Records from a data source:
------------------------------------------------
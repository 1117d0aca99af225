//! PNG serialization of the finished cover

use image::{DynamicImage, ImageFormat};
use std::io::Cursor;

use crate::error::CoverError;

/// Encode an image as PNG with the encoder's default lossless settings
pub fn encode_png(img: &DynamicImage) -> Result<Vec<u8>, CoverError> {
    let mut bytes = Vec::new();
    img.write_to(&mut Cursor::new(&mut bytes), ImageFormat::Png)
        .map_err(CoverError::Encode)?;
    Ok(bytes)
}
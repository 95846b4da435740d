use secrecy::{ExposeSecret, SecretString};
use sqlx::{PgPool, postgres::PgPoolOptions};
use tracing::info;

use crate::infra::error::InfraError;

pub async fn init_db(database_url: &SecretString, max_connections: u32) -> Result<PgPool, InfraError> {
    let pool = PgPoolOptions::new()
        .max_connections(max_connections)
        .connect(database_url.expose_secret())
        .await
        .map_err(InfraError::DatabaseConnection)?;

    info!("Connected to database!");
    Ok(pool)
}

pub async fn run_migrations(pool: &PgPool) -> Result<(), InfraError> {
    sqlx::migrate!("./migrations").run(pool).await?;
    info!("Database migrations applied");
    Ok(())
}
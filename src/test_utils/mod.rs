//! Test utilities for unit and HTTP-level testing.
//!
//! This module provides:
//! - Test data factories for creating valid waitlist fixtures
//! - In-memory repository implementations for mocking persistence
//! - A builder for constructing `AppState` with test dependencies

mod factories;
mod waitlist_mocks;

pub use app_state_builder::*;
pub use factories::*;
pub use waitlist_mocks::*;
pub mod waitlist;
------------------------------------------------
Problem statement => Would you please copy every line of the data exactly?

Task result =>
repository 1117d0aca99af225
//! PNG serialization of the finished cover

use image::{DynamicImage, ImageFormat};
use std::io::Cursor;

use crate::error::CoverError;

/// Encode an image as PNG with the encoder's default lossless settings
pub fn encode_png(img: &DynamicImage) -> Result<Vec<u8>, CoverError> {
    let mut bytes = Vec::new();
    img.write_to(&mut Cursor::new(&mut bytes), ImageFormat::Png)
        .map_err(CoverError::Encode)?;
    Ok(bytes)
}
repository 95846b4da435740d
use secrecy::{ExposeSecret, SecretString};
use sqlx::{PgPool, postgres::PgPoolOptions};
use tracing::info;

use crate::infra::error::InfraError;

pub async fn init_db(database_url: &SecretString, max_connections: u32) -> Result<PgPool, InfraError> {
    let pool = PgPoolOptions::new()
        .max_connections(max_connections)
        .connect(database_url.expose_secret())
        .await
        .map_err(InfraError::DatabaseConnection)?;

    info!("Connected to database!");
    Ok(pool)
}

pub async fn run_migrations(pool: &PgPool) -> Result<(), InfraError> {
    sqlx::migrate!("./migrations").run(pool).await?;
    info!("Database migrations applied");
    Ok(())
}
filename src/test_utils/mod.rs
//! Test utilities for unit and HTTP-level testing.
//!
//! This module provides:
//! - Test data factories for creating valid waitlist fixtures
//! - In-memory repository implementations for mocking persistence
//! - A builder for constructing `AppState` with test dependencies

mod factories;
mod waitlist_mocks;

pub use app_state_builder::*;
pub use factories::*;
pub use waitlist_mocks::*;
pub mod waitlist;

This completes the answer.